WORK TO BE COMPLETED –
Please print all the lines below exactly as they are written.

SUPPLIED INFORMATION –
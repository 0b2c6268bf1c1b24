//! mo/reader — MO file -> Catalog.

use log::{debug, info};
use std::fs::OpenOptions;
use std::io::{BufReader, Read, Seek, SeekFrom};
use std::path::Path;

use crate::catalog::{Catalog, Entry};
use crate::consts::HASH_ENTRY_SIZE;
use crate::error::{MoError, Result, StringTable};
use crate::mo::header::MoHeader;
use crate::mo::index::parse_table;
use crate::mo::strings::read_string;

/// Open and parse an MO file. Nothing is returned on any failure.
pub fn load<P: AsRef<Path>>(path: P) -> Result<Catalog> {
    let path = path.as_ref();
    let f = OpenOptions::new().read(true).open(path)?;
    let mut r = BufReader::new(f);
    let catalog = load_from(&mut r)?;
    info!(
        "loaded {}: {} entries, revision {}, hash_size {}",
        path.display(),
        catalog.count(),
        catalog.revision(),
        catalog.hash_size()
    );
    Ok(catalog)
}

/// Parse an MO image from any seekable reader.
pub fn load_from<R: Read + Seek>(r: &mut R) -> Result<Catalog> {
    r.seek(SeekFrom::Start(0))?;
    let h = MoHeader::read_from(r)?;
    debug!(
        "header: revision={} N={} O={} T={} S={} H={}",
        h.revision,
        h.count,
        h.original_table_offset,
        h.translated_table_offset,
        h.hash_size,
        h.hash_offset
    );

    let originals = parse_table(r, h.original_table_offset, h.count, StringTable::Original)?;
    let translations = parse_table(r, h.translated_table_offset, h.count, StringTable::Translated)?;

    let hash_table = read_hash_table(r, h.hash_offset, h.hash_size)?;

    let mut entries = Vec::with_capacity(originals.len());
    for (i, (o, t)) in originals.iter().zip(translations.iter()).enumerate() {
        let index = i as u32;
        let original = read_string(r, o.offset, o.length, StringTable::Original, index)?;
        let translated = read_string(r, t.offset, t.length, StringTable::Translated, index)?;
        entries.push(Entry {
            index,
            original,
            translated,
        });
    }

    Ok(Catalog::from_parts(h.revision, hash_table, entries))
}

/// Raw `hash_size * 4` bytes at `hash_offset`, verbatim.
fn read_hash_table<R: Read + Seek>(r: &mut R, hash_offset: u32, hash_size: u32) -> Result<Vec<u8>> {
    let len = hash_size as u64 * HASH_ENTRY_SIZE as u64;
    if len == 0 {
        return Ok(Vec::new());
    }
    r.seek(SeekFrom::Start(hash_offset as u64))?;
    let mut buf = Vec::new();
    r.take(len)
        .read_to_end(&mut buf)
        .map_err(|e| MoError::from_read(e, "hash table", hash_offset as u64))?;
    if (buf.len() as u64) < len {
        return Err(MoError::TruncatedFile {
            what: format!("hash table ({} of {} bytes)", buf.len(), len),
            offset: hash_offset as u64,
        });
    }
    Ok(buf)
}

YOUR RESPONSE –
repository 0b2c6268bf1c1b24
//! mo/reader — MO file -> Catalog.

use log::{debug, info};
use std::fs::OpenOptions;
use std::io::{BufReader, Read, Seek, SeekFrom};
use std::path::Path;

use crate::catalog::{Catalog, Entry};
use crate::consts::HASH_ENTRY_SIZE;
use crate::error::{MoError, Result, StringTable};
use crate::mo::header::MoHeader;
use crate::mo::index::parse_table;
use crate::mo::strings::read_string;

/// Open and parse an MO file. Nothing is returned on any failure.
pub fn load<P: AsRef<Path>>(path: P) -> Result<Catalog> {
    let path = path.as_ref();
    let f = OpenOptions::new().read(true).open(path)?;
    let mut r = BufReader::new(f);
    let catalog = load_from(&mut r)?;
    info!(
        "loaded {}: {} entries, revision {}, hash_size {}",
        path.display(),
        catalog.count(),
        catalog.revision(),
        catalog.hash_size()
    );
    Ok(catalog)
}

/// Parse an MO image from any seekable reader.
pub fn load_from<R: Read + Seek>(r: &mut R) -> Result<Catalog> {
    r.seek(SeekFrom::Start(0))?;
    let h = MoHeader::read_from(r)?;
    debug!(
        "header: revision={} N={} O={} T={} S={} H={}",
        h.revision,
        h.count,
        h.original_table_offset,
        h.translated_table_offset,
        h.hash_size,
        h.hash_offset
    );

    let originals = parse_table(r, h.original_table_offset, h.count, StringTable::Original)?;
    let translations = parse_table(r, h.translated_table_offset, h.count, StringTable::Translated)?;

    let hash_table = read_hash_table(r, h.hash_offset, h.hash_size)?;

    let mut entries = Vec::with_capacity(originals.len());
    for (i, (o, t)) in originals.iter().zip(translations.iter()).enumerate() {
        let index = i as u32;
        let original = read_string(r, o.offset, o.length, StringTable::Original, index)?;
        let translated = read_string(r, t.offset, t.length, StringTable::Translated, index)?;
        entries.push(Entry {
            index,
            original,
            translated,
        });
    }

    Ok(Catalog::from_parts(h.revision, hash_table, entries))
}

/// Raw `hash_size * 4` bytes at `hash_offset`, verbatim.
fn read_hash_table<R: Read + Seek>(r: &mut R, hash_offset: u32, hash_size: u32) -> Result<Vec<u8>> {
    let len = hash_size as u64 * HASH_ENTRY_SIZE as u64;
    if len == 0 {
        return Ok(Vec::new());
    }
    r.seek(SeekFrom::Start(hash_offset as u64))?;
    let mut buf = Vec::new();
    r.take(len)
        .read_to_end(&mut buf)
        .map_err(|e| MoError::from_read(e, "hash table", hash_offset as u64))?;
    if (buf.len() as u64) < len {
        return Err(MoError::TruncatedFile {
            what: format!("hash table ({} of {} bytes)", buf.len(), len),
            offset: hash_offset as u64,
        });
    }
    Ok(buf)
}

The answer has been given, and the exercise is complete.